El profesor Jones, por su parte, ha presentado una queja contra la escuela por despido injustificado. Según sus propias declaraciones le preocupa menos la rescisión de su contrato —pues ya a sus 84 años no tenía planes de seguir enseñando por mucho más tiempo— que el precedente que pueda sentar. Al profesor le “gustaría que se cambiaran las reglas en NYU. Para que esto no le pase a nadie más”. Loable empeño que —sospecho— no llegará a ningún sitio. Porque no se trata de un caso aislado ni de una sola universidad. Hablamos de otro paso en la alianza entre la universidad-corporación y los estudiantes-clientes. Apenas los estudiantes protestan por sus notas la administración corre a satisfacer sus demandas antes de que se corra la voz y los clientes opten por otra empresa más indulgente. Porque luego de pagar decenas de miles de dólares al año solo en matrícula los estudiantes se sienten con todo el derecho a ser exigentes con sus calificaciones mientras la administración se desvive en complacerlos.

No se trata aquí de añorar los viejos buenos tiempos en que los profesores regían sus clases como señores feudales, si es que alguna vez tal época existió (o si es que vale la pena añorarla). Se trata de preguntarnos una vez más el sentido que tiene la enseñanza universitaria en medio de la pertinaz pugna entre varios modelos a la vez: ya sea el de creación de élites intelectuales con acceso a un conocimiento superior o el de un servicio carísimo de expedición de autorizaciones para ejercer carreras más o menos bien recompensadas. Incidentes como el del profesor Maitland Jones Jr. en el cual los peticionarios recibieron bastante más de lo que pedían —y lo que recibieron fue la cabeza simbólica del profesor criticado— revelan cuán dispuestas están las administraciones universitarias a contentar a sus usuarios. En el affaire Jones pesó menos la competencia con que despachaba la mercancía (el conocimiento de química orgánica) que la amabilidad con que lo hacía. Acusaron al profesor de ser “condescending” o sea, de tratar a sus estudiantes con superioridad mientras la universidad practicó la otra acepción que conserva el vocablo “condescendiente” en español: esto es “acomodarse por bondad o conveniencia al gusto y voluntad de alguien”. 

Se supone que asignaturas como la que impartía Maitland Jones Jr. sean especialmente difíciles. Es la química orgánica, con su desalentadora complejidad, la que separa a aquellos estudiantes capaces de remontar una carrera tan exigente como la de medicina de los que no están preparados para los retos que esta propone. Sucede que, pese a los costos, la educación universitaria se masifica cada vez más —algo positivo y necesario en una sociedad cada vez más compleja— pero de los ajustes que se hagan a tal masificación depende que no haya un descenso importante en la calidad del aprendizaje.
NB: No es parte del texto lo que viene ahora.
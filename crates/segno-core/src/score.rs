//! Score Document Model
//!
//! The in-memory, editable score the playback stack renders from.
//! Provides:
//! - Parts and instruments (one document track per part/instrument pair)
//! - Timed segments carrying chords, rests, dynamic and articulation marks
//! - The document's tempo map and repeat structure
//! - A change-range notification channel `(tick_from, tick_to,
//!   track_from, track_to)` emitted on every mutation
//!
//! Consumers hold the document behind a `ScoreHandle` and treat it as the
//! single source of truth for musical content and time conversion.

use std::sync::Arc;
use std::sync::atomic::{AtomicU64, Ordering};

use crossbeam_channel::{Receiver, Sender, unbounded};
use log::debug;
use parking_lot::RwLock;
use serde::{Deserialize, Serialize};

use crate::repeats::RepeatSpan;
use crate::tempo::{TempoMap, Tick, TimeSignature};
use crate::track::{InstrumentTrackId, PartId};

/// Shared, lockable document handle
pub type ScoreHandle = Arc<RwLock<Score>>;

// Part id allocator; 0 is the metronome sentinel
static NEXT_PART_ID: AtomicU64 = AtomicU64::new(1);

// ═══════════════════════════════════════════════════════════════════════════
// MUSICAL VOCABULARY
// ═══════════════════════════════════════════════════════════════════════════

/// Dynamic marking as notated
#[derive(Debug, Clone, Copy, PartialEq, Eq, Hash, Serialize, Deserialize)]
pub enum DynamicType {
    Ppp,
    Pp,
    P,
    Mp,
    Natural,
    Mf,
    F,
    Ff,
    Fff,
}

/// Articulation vocabulary shared between the score and the renderer
#[derive(Debug, Clone, Copy, PartialEq, Eq, Hash, Serialize, Deserialize)]
pub enum ArticulationType {
    /// No articulation applied
    Standard,
    Staccato,
    Tenuto,
    Accent,
    Marcato,
    /// Persistent until cancelled
    Legato,
    /// Persistent until cancelled
    Pizzicato,
    Tremolo,
}

impl ArticulationType {
    /// Persistent articulations stay in effect for subsequent notes until
    /// replaced; the rest apply to a single chord.
    #[inline]
    pub fn is_persistent(&self) -> bool {
        matches!(self, ArticulationType::Legato | ArticulationType::Pizzicato)
    }
}

// ═══════════════════════════════════════════════════════════════════════════
// PARTS & INSTRUMENTS
// ═══════════════════════════════════════════════════════════════════════════

/// One playable instrument inside a part
#[derive(Debug, Clone, Serialize, Deserialize)]
pub struct Instrument {
    pub id: String,
    /// Instrument family, the articulation-profile lookup key
    pub family: String,
}

impl Instrument {
    pub fn new(id: impl Into<String>, family: impl Into<String>) -> Self {
        Self {
            id: id.into(),
            family: family.into(),
        }
    }
}

/// A part of the score (one staff group, possibly multiple instruments)
#[derive(Debug, Clone, Serialize, Deserialize)]
pub struct Part {
    pub id: PartId,
    pub name: String,
    pub is_visible: bool,
    pub instruments: Vec<Instrument>,
}

impl Part {
    pub fn new(name: impl Into<String>, instruments: Vec<Instrument>) -> Self {
        Self {
            id: PartId(NEXT_PART_ID.fetch_add(1, Ordering::Relaxed)),
            name: name.into(),
            is_visible: true,
            instruments,
        }
    }

    /// Track ids for every instrument of this part, in document order
    pub fn instrument_track_ids(&self) -> Vec<InstrumentTrackId> {
        self.instruments
            .iter()
            .map(|instrument| InstrumentTrackId::new(self.id, instrument.id.clone()))
            .collect()
    }
}

// ═══════════════════════════════════════════════════════════════════════════
// SEGMENTS
// ═══════════════════════════════════════════════════════════════════════════

/// A single notated note within a chord
#[derive(Debug, Clone, Copy, PartialEq, Eq, Serialize, Deserialize)]
pub struct Note {
    /// MIDI pitch number
    pub pitch: u8,
    /// Onset offset relative to the owning segment
    pub offset_ticks: Tick,
    /// Sounding duration; 0 means "use the segment duration"
    pub duration_ticks: Tick,
}

impl Note {
    pub fn new(pitch: u8) -> Self {
        Self {
            pitch,
            offset_ticks: 0,
            duration_ticks: 0,
        }
    }
}

/// Musical payload of a segment
#[derive(Debug, Clone, PartialEq, Serialize, Deserialize)]
pub enum ScoreElement {
    Chord { notes: Vec<Note> },
    Rest,
    Dynamic(DynamicType),
    Articulation(ArticulationType),
}

/// A timed element on one document track
#[derive(Debug, Clone, PartialEq, Serialize, Deserialize)]
pub struct Segment {
    pub tick: Tick,
    pub duration_ticks: Tick,
    /// Document track index (part/instrument pair, in document order)
    pub track_index: usize,
    pub element: ScoreElement,
}

// ═══════════════════════════════════════════════════════════════════════════
// CHANGE NOTIFICATIONS
// ═══════════════════════════════════════════════════════════════════════════

/// Half-open tick range and inclusive track range touched by a mutation
#[derive(Debug, Clone, Copy, PartialEq, Eq)]
pub struct ChangeRange {
    pub tick_from: Tick,
    pub tick_to: Tick,
    pub track_from: usize,
    pub track_to: usize,
}

// ═══════════════════════════════════════════════════════════════════════════
// SCORE
// ═══════════════════════════════════════════════════════════════════════════

/// The score document
pub struct Score {
    parts: Vec<Part>,
    /// Segments ordered by tick
    segments: Vec<Segment>,
    tempo_map: TempoMap,
    repeat_spans: Vec<RepeatSpan>,
    change_tx: Sender<ChangeRange>,
    change_rx: Receiver<ChangeRange>,
}

impl Default for Score {
    fn default() -> Self {
        Self::new()
    }
}

impl Score {
    pub fn new() -> Self {
        let (change_tx, change_rx) = unbounded();
        Self {
            parts: Vec::new(),
            segments: Vec::new(),
            tempo_map: TempoMap::new(),
            repeat_spans: Vec::new(),
            change_tx,
            change_rx,
        }
    }

    /// Subscribe to mutation ranges. Ranges are consumed competitively;
    /// the playback model is the intended single subscriber.
    pub fn change_ranges(&self) -> Receiver<ChangeRange> {
        self.change_rx.clone()
    }

    fn emit(&self, range: ChangeRange) {
        let _ = self.change_tx.send(range);
    }

    fn emit_full(&self) {
        self.emit(ChangeRange {
            tick_from: 0,
            tick_to: self.last_tick(),
            track_from: 0,
            track_to: self.track_count().saturating_sub(1),
        });
    }

    // ─────────────────────────────────────────────────────────────────────────
    // Parts
    // ─────────────────────────────────────────────────────────────────────────

    pub fn parts(&self) -> &[Part] {
        &self.parts
    }

    pub fn part(&self, part_id: PartId) -> Option<&Part> {
        self.parts.iter().find(|p| p.id == part_id)
    }

    pub fn part_exists(&self, part_id: PartId) -> bool {
        self.part(part_id).is_some()
    }

    pub fn add_part(&mut self, part: Part) -> PartId {
        let id = part.id;
        self.parts.push(part);
        self.emit_full();
        id
    }

    /// Remove a part and all segments on its tracks. Later track indices
    /// shift down, so the whole document is reported changed.
    pub fn remove_part(&mut self, part_id: PartId) {
        let Some(position) = self.parts.iter().position(|p| p.id == part_id) else {
            return;
        };
        debug!("removing part {:?} ({})", part_id, self.parts[position].name);

        let first_track: usize = self.parts[..position]
            .iter()
            .map(|p| p.instruments.len())
            .sum();
        let removed_tracks = self.parts[position].instruments.len();

        self.parts.remove(position);
        self.segments.retain_mut(|segment| {
            if segment.track_index >= first_track + removed_tracks {
                segment.track_index -= removed_tracks;
                true
            } else {
                segment.track_index < first_track
            }
        });

        self.emit_full();
    }

    pub fn set_part_visible(&mut self, part_id: PartId, visible: bool) {
        if let Some(part) = self.parts.iter_mut().find(|p| p.id == part_id) {
            part.is_visible = visible;
        }
    }

    // ─────────────────────────────────────────────────────────────────────────
    // Track index mapping
    // ─────────────────────────────────────────────────────────────────────────

    /// Number of document tracks (the metronome sentinel is not one)
    pub fn track_count(&self) -> usize {
        self.parts.iter().map(|p| p.instruments.len()).sum()
    }

    /// Document track index of an instrument track id
    pub fn track_index_of(&self, track_id: &InstrumentTrackId) -> Option<usize> {
        let mut index = 0;
        for part in &self.parts {
            for instrument in &part.instruments {
                if part.id == track_id.part_id && instrument.id == track_id.instrument_id {
                    return Some(index);
                }
                index += 1;
            }
        }
        None
    }

    /// Instrument track id at a document track index
    pub fn track_id_at(&self, track_index: usize) -> Option<InstrumentTrackId> {
        let mut index = 0;
        for part in &self.parts {
            for instrument in &part.instruments {
                if index == track_index {
                    return Some(InstrumentTrackId::new(part.id, instrument.id.clone()));
                }
                index += 1;
            }
        }
        None
    }

    /// Instrument behind a track id
    pub fn instrument_of(&self, track_id: &InstrumentTrackId) -> Option<&Instrument> {
        self.part(track_id.part_id)?
            .instruments
            .iter()
            .find(|i| i.id == track_id.instrument_id)
    }

    /// All instrument track ids in document order
    pub fn instrument_track_ids(&self) -> Vec<InstrumentTrackId> {
        self.parts
            .iter()
            .flat_map(|p| p.instrument_track_ids())
            .collect()
    }

    // ─────────────────────────────────────────────────────────────────────────
    // Segments
    // ─────────────────────────────────────────────────────────────────────────

    pub fn segments(&self) -> &[Segment] {
        &self.segments
    }

    /// Segments with `tick` in `[tick_from, tick_to)` on one track
    pub fn segments_in_range(
        &self,
        tick_from: Tick,
        tick_to: Tick,
        track_index: usize,
    ) -> impl Iterator<Item = &Segment> {
        self.segments.iter().filter(move |s| {
            s.track_index == track_index && s.tick >= tick_from && s.tick < tick_to
        })
    }

    pub fn add_segment(&mut self, segment: Segment) {
        let range = ChangeRange {
            tick_from: segment.tick,
            tick_to: segment.tick + segment.duration_ticks.max(1),
            track_from: segment.track_index,
            track_to: segment.track_index,
        };

        let insert_at = self
            .segments
            .partition_point(|s| s.tick <= segment.tick);
        self.segments.insert(insert_at, segment);

        self.emit(range);
    }

    /// Remove all segments starting within `[tick_from, tick_to)` on one track
    pub fn remove_segments_in_range(&mut self, tick_from: Tick, tick_to: Tick, track_index: usize) {
        self.segments.retain(|s| {
            !(s.track_index == track_index && s.tick >= tick_from && s.tick < tick_to)
        });

        self.emit(ChangeRange {
            tick_from,
            tick_to,
            track_from: track_index,
            track_to: track_index,
        });
    }

    /// One past the last sounding tick, rounded up to a whole measure
    pub fn last_tick(&self) -> Tick {
        let content_end = self
            .segments
            .iter()
            .map(|s| s.tick + s.duration_ticks)
            .max()
            .unwrap_or(0);

        let measure = self
            .tempo_map
            .time_signature_at(content_end)
            .ticks_per_measure();
        ((content_end + measure - 1) / measure).max(1) * measure
    }

    // ─────────────────────────────────────────────────────────────────────────
    // Timing
    // ─────────────────────────────────────────────────────────────────────────

    pub fn tempo_map(&self) -> &TempoMap {
        &self.tempo_map
    }

    /// Tempo edits shift every later event on every track
    pub fn set_tempo(&mut self, tick: Tick, bpm: f64) {
        self.tempo_map.set_tempo(tick, bpm);
        self.emit_full();
    }

    pub fn set_time_signature(&mut self, tick: Tick, time_sig: TimeSignature) {
        self.tempo_map.set_time_signature(tick, time_sig);
        self.emit_full();
    }

    pub fn repeat_spans(&self) -> &[RepeatSpan] {
        &self.repeat_spans
    }

    pub fn set_repeat_spans(&mut self, spans: Vec<RepeatSpan>) {
        self.repeat_spans = spans;
        self.emit_full();
    }
}

// ═══════════════════════════════════════════════════════════════════════════
// TESTS
// ═══════════════════════════════════════════════════════════════════════════

#[cfg(test)]
mod tests {
    use super::*;

    fn two_part_score() -> Score {
        let mut score = Score::new();
        score.add_part(Part::new("Piano", vec![Instrument::new("piano", "keyboards")]));
        score.add_part(Part::new(
            "Strings",
            vec![
                Instrument::new("violin", "strings"),
                Instrument::new("cello", "strings"),
            ],
        ));
        score
    }

    #[test]
    fn test_track_index_mapping() {
        let score = two_part_score();
        assert_eq!(score.track_count(), 3);

        let ids = score.instrument_track_ids();
        assert_eq!(ids.len(), 3);
        assert_eq!(score.track_index_of(&ids[0]), Some(0));
        assert_eq!(score.track_index_of(&ids[2]), Some(2));
        assert_eq!(score.track_id_at(1), Some(ids[1].clone()));
    }

    #[test]
    fn test_remove_part_shifts_tracks() {
        let mut score = two_part_score();
        let piano_part = score.parts()[0].id;

        score.add_segment(Segment {
            tick: 0,
            duration_ticks: 480,
            track_index: 1, // violin
            element: ScoreElement::Rest,
        });

        score.remove_part(piano_part);

        assert_eq!(score.track_count(), 2);
        assert_eq!(score.segments()[0].track_index, 0);
    }

    #[test]
    fn test_change_ranges_emitted() {
        let mut score = Score::new();
        score.add_part(Part::new("Piano", vec![Instrument::new("piano", "keyboards")]));
        let changes = score.change_ranges();
        // Drain the add_part notification
        while changes.try_recv().is_ok() {}

        score.add_segment(Segment {
            tick: 960,
            duration_ticks: 480,
            track_index: 0,
            element: ScoreElement::Rest,
        });

        let range = changes.try_recv().unwrap();
        assert_eq!(range.tick_from, 960);
        assert_eq!(range.tick_to, 1440);
        assert_eq!(range.track_from, 0);
        assert_eq!(range.track_to, 0);
    }

    #[test]
    fn test_last_tick_rounds_to_measure() {
        let mut score = two_part_score();
        score.add_segment(Segment {
            tick: 0,
            duration_ticks: 500,
            track_index: 0,
            element: ScoreElement::Rest,
        });

        // 4/4 measure is 1920 ticks
        assert_eq!(score.last_tick(), 1920);
    }
}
Seamos sinceros: en aras de tal masividad ¿realmente estamos dispuestos a ser atendidos por un médico que “resolvió” su curso de química orgánica firmando una petición contra su profesor? No lo sabremos porque al final el diploma de ese doctor estará escrito con la misma primorosa letra gótica con que se redactaron los otros y esperamos que esos pergaminos garabateados como por un monje copista nos garantice la calidad del profesional en cuestión.

El cuadro general ha sido empeorado —como casi todo— por los efectos de la pandemia. Reportes de todo el país reconocen que durante la crisis provocada por el coronavirus los estudiantes sufrieron una merma en su preparación respecto a años anteriores. Las universidades han intentado superar ese déficit con ayudas adicionales a la preparación. El propio profesor Jones declara haber pagado de su propio bolsillo más de 5 mil dólares en videos de conferencias explicando el contenido de su asignatura para que estuvieran accesibles a los estudiantes en todo momento. Pero al parecer no ha sido suficiente. La otra opción era ser más flexible con el nivel de exigencia de las clases y exámenes, algo a lo que Jones no parecía dispuesto. Si este episodio se trata de una circunstancia temporal debido a la pandemia o es una muestra más del declive que sufre la educación universitaria en medio de un nuevo modelo administrativo, solo el tiempo lo dirá. Esperemos, al menos, que a los diplomas de los estudiantes graduados en estos años no haya que añadirle un asterisco. Después de todo, ¿cómo se escribirá un asterisco en estilo gótico?